WHAT YOU HAVE TO DO:
Where a line of the data below has the string "kind", copy that line.

Collected data
* * *
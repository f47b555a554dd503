//! chime CLI — sound player powered by the chime manager.
//!
//! Commands:
//!   chime play <file|url> [options]   Play one sound to the end
//!   chime probe <file|url>            Show format and duration
//!   chime demo                        Scripted session on the headless plugin backend
//!
//! Play options:
//!   --volume <0-100>   --pan <-100..100>   --from <seconds>
//!   --to <seconds>     --loops <n>         --plugin

use std::cell::RefCell;
use std::rc::Rc;
use std::sync::Arc;
use std::time::Duration;

use chime_core::backend::media;
use chime_core::backend::plugin::{HeadlessBridge, PluginDriver};
use chime_core::{
    BackendMode, Clock, Manager, ManualClock, PlayOptions, PlayState, ReadyState, SetupOptions,
    SoundEvent, SoundOptions, SystemClock,
};

fn main() {
    env_logger::init();

    let args: Vec<String> = std::env::args().skip(1).collect();
    if args.is_empty() {
        print_usage();
        return;
    }

    match args[0].as_str() {
        "play" => cmd_play(&args[1..]),
        "probe" => cmd_probe(&args[1..]),
        "demo" => cmd_demo(),
        other => {
            eprintln!("unknown command: {}", other);
            print_usage();
        }
    }
}

// ---------------------------------------------------------------------------
// Commands
// ---------------------------------------------------------------------------

struct PlayArgs {
    url: String,
    volume: Option<i32>,
    pan: Option<i32>,
    from_ms: Option<u64>,
    to_ms: Option<u64>,
    loops: Option<u32>,
    plugin: bool,
}

fn parse_play_args(args: &[String]) -> Result<PlayArgs, String> {
    let url = args.first().ok_or("usage: chime play <file|url> [options]")?;
    let mut out = PlayArgs {
        url: url.clone(),
        volume: None,
        pan: None,
        from_ms: None,
        to_ms: None,
        loops: None,
        plugin: false,
    };
    let mut rest = args[1..].iter();
    while let Some(flag) = rest.next() {
        if flag == "--plugin" {
            out.plugin = true;
            continue;
        }
        let value = rest
            .next()
            .ok_or_else(|| format!("missing value for {}", flag))?;
        let bad = || format!("invalid value for {}: {}", flag, value);
        match flag.as_str() {
            "--volume" => out.volume = Some(value.parse().map_err(|_| bad())?),
            "--pan" => out.pan = Some(value.parse().map_err(|_| bad())?),
            "--from" => out.from_ms = Some(secs_to_ms(value).ok_or_else(bad)?),
            "--to" => out.to_ms = Some(secs_to_ms(value).ok_or_else(bad)?),
            "--loops" => out.loops = Some(value.parse().map_err(|_| bad())?),
            _ => return Err(format!("unknown option: {}", flag)),
        }
    }
    Ok(out)
}

fn cmd_play(args: &[String]) {
    let play = match parse_play_args(args) {
        Ok(p) => p,
        Err(e) => {
            eprintln!("{}", e);
            return;
        }
    };

    let clock: Arc<dyn Clock> = Arc::new(SystemClock::new());
    let mut manager = chime_core::standard_manager(clock);
    if play.plugin {
        let setup = SetupOptions::default().backend_mode(BackendMode::PluginOnly);
        if let Err(e) = manager.setup(setup) {
            eprintln!("setup failed: {}", e);
            return;
        }
    }
    if let Err(e) = manager.start() {
        eprintln!("start failed: {}", e);
        return;
    }
    while manager.ready_state() == ReadyState::Initializing {
        std::thread::sleep(Duration::from_millis(20));
        manager.tick();
    }
    if !manager.is_ready() {
        let status = manager.status();
        eprintln!(
            "no backend available: {}",
            status.error.unwrap_or_else(|| status.state.to_string())
        );
        return;
    }
    if let Some(kind) = manager.active_backend() {
        log::info!("chime: using {:?} backend", kind);
    }

    let mut opts = SoundOptions::new("cli", play.url.as_str());
    if let Some(v) = play.volume {
        opts = opts.volume(v);
    }
    if let Some(p) = play.pan {
        opts = opts.pan(p);
    }

    let done = Rc::new(RefCell::new(None::<Result<(), String>>));
    let sound = match manager.create_sound(opts) {
        Ok(s) => s,
        Err(e) => {
            eprintln!("create failed: {}", e);
            return;
        }
    };
    let flag = Rc::clone(&done);
    sound.on_event(move |_, event| match event {
        SoundEvent::Finish => *flag.borrow_mut() = Some(Ok(())),
        SoundEvent::LoadFailed(e) => *flag.borrow_mut() = Some(Err(e.to_string())),
        SoundEvent::Error(msg) => eprintln!("\nplayback error: {}", msg),
        _ => {}
    });

    let mut options = PlayOptions::default();
    if let Some(ms) = play.from_ms {
        options = options.from_ms(ms);
    }
    if let Some(ms) = play.to_ms {
        options = options.to_ms(ms);
    }
    if let Some(n) = play.loops {
        options = options.loops(n);
    }
    if let Err(e) = sound.play(options) {
        eprintln!("play failed: {}", e);
        return;
    }

    // Block showing progress until the sound finishes (Ctrl+C exits)
    loop {
        std::thread::sleep(Duration::from_millis(50));
        manager.tick();
        if let Some(info) = manager.sound_info("cli") {
            print_progress(&info.id, info.position_ms, info.duration_ms, info.volume);
            if info.play_state == PlayState::Stopped && done.borrow().is_none() {
                break;
            }
        }
        if let Some(outcome) = done.borrow_mut().take() {
            if let Err(e) = outcome {
                eprintln!("\nload failed: {}", e);
            }
            break;
        }
    }
    println!();
    manager.destruct();
}

fn cmd_probe(args: &[String]) {
    if args.is_empty() {
        eprintln!("usage: chime probe <file|url>");
        return;
    }
    match media::probe_source(&args[0]) {
        Ok(format) => {
            println!("{}", args[0]);
            println!("  sample rate: {} Hz", format.sample_rate);
            println!("  channels:    {}", format.channels);
            match format.duration_ms {
                Some(ms) => println!("  duration:    {}", fmt_time(ms)),
                None => println!("  duration:    unknown"),
            }
        }
        Err(e) => eprintln!("probe failed: {}", e),
    }
}

/// Walks a sound through its lifecycle on simulated time.
fn cmd_demo() {
    let clock = ManualClock::new();
    let bridge = HeadlessBridge::new(Arc::new(clock.clone()))
        .handshake_after(120)
        .load_latency(40)
        .with_track("demo/chime.mp3", 1_000);
    let mut manager = Manager::new(Arc::new(clock.clone())).with_driver(PluginDriver::new(bridge));

    let setup = SetupOptions::default()
        .backend_mode(BackendMode::PluginOnly)
        .plugin_poll_interval_ms(100);
    if let Err(e) = manager.setup(setup) {
        eprintln!("setup failed: {}", e);
        return;
    }
    let hooks = manager
        .on_ready(|status| println!("[ready] backend: {:?}", status.backend))
        .and_then(|()| manager.on_timeout(|status| println!("[timeout] {:?}", status.error)));
    if let Err(e) = hooks {
        eprintln!("callback registration failed: {}", e);
        return;
    }
    if let Err(e) = manager.start() {
        eprintln!("start failed: {}", e);
        return;
    }
    while manager.ready_state() == ReadyState::Initializing {
        clock.advance(60);
        manager.tick();
    }

    let sound = match manager.create_sound(SoundOptions::new("demo", "demo/chime.mp3").volume(70)) {
        Ok(s) => s,
        Err(e) => {
            eprintln!("create failed: {}", e);
            return;
        }
    };
    let finished = Rc::new(RefCell::new(false));
    let flag = Rc::clone(&finished);
    sound.on_event(move |info, event| match event {
        SoundEvent::Position(_) => {}
        SoundEvent::Finish => {
            println!("[{}] Finish", info.id);
            *flag.borrow_mut() = true;
        }
        other => println!("[{}] {:?} at {}", info.id, other, fmt_time(info.position_ms)),
    });
    sound.on_position(500, |info| println!("[{}] halfway", info.id));
    if let Err(e) = sound.play(PlayOptions::default().loops(2)) {
        eprintln!("play failed: {}", e);
        return;
    }

    for _ in 0..100 {
        clock.advance(60);
        manager.tick();
        if *finished.borrow() {
            break;
        }
    }
    manager.destruct();
}

// ---------------------------------------------------------------------------
// Helpers
// ---------------------------------------------------------------------------

fn secs_to_ms(s: &str) -> Option<u64> {
    let secs: f64 = s.parse().ok()?;
    (secs >= 0.0).then(|| (secs * 1000.0) as u64)
}

fn print_progress(id: &str, pos_ms: u64, dur_ms: Option<u64>, vol: u8) {
    let bar_width = 30;
    let filled = match dur_ms {
        Some(d) if d > 0 => ((pos_ms.min(d) as f64 / d as f64) * bar_width as f64) as usize,
        _ => 0,
    };
    let empty = bar_width - filled;

    print!(
        "\r  {}  [{}{}] {} / {}  vol: {}%    ",
        id,
        "=".repeat(filled),
        " ".repeat(empty),
        fmt_time(pos_ms),
        dur_ms.map(fmt_time).unwrap_or_else(|| "?:??".into()),
        vol,
    );
    use std::io::Write;
    std::io::stdout().flush().ok();
}

fn fmt_time(ms: u64) -> String {
    let secs = ms / 1000;
    format!("{}:{:02}", secs / 60, secs % 60)
}

fn print_usage() {
    println!("chime - CLI sound player");
    println!();
    println!("usage: chime <command> [args]");
    println!();
    println!("commands:");
    println!("  play <file|url> [options]  Play one sound to the end");
    println!("  probe <file|url>           Show format and duration");
    println!("  demo                       Scripted session on the headless plugin backend");
    println!();
    println!("play options:");
    println!("  --volume <0-100>   --pan <-100..100>   --from <seconds>");
    println!("  --to <seconds>     --loops <n>         --plugin");
}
* * *
EXPECTED ANSWER:
    if let Some(kind) = manager.active_backend() {
        log::info!("chime: using {:?} backend", kind);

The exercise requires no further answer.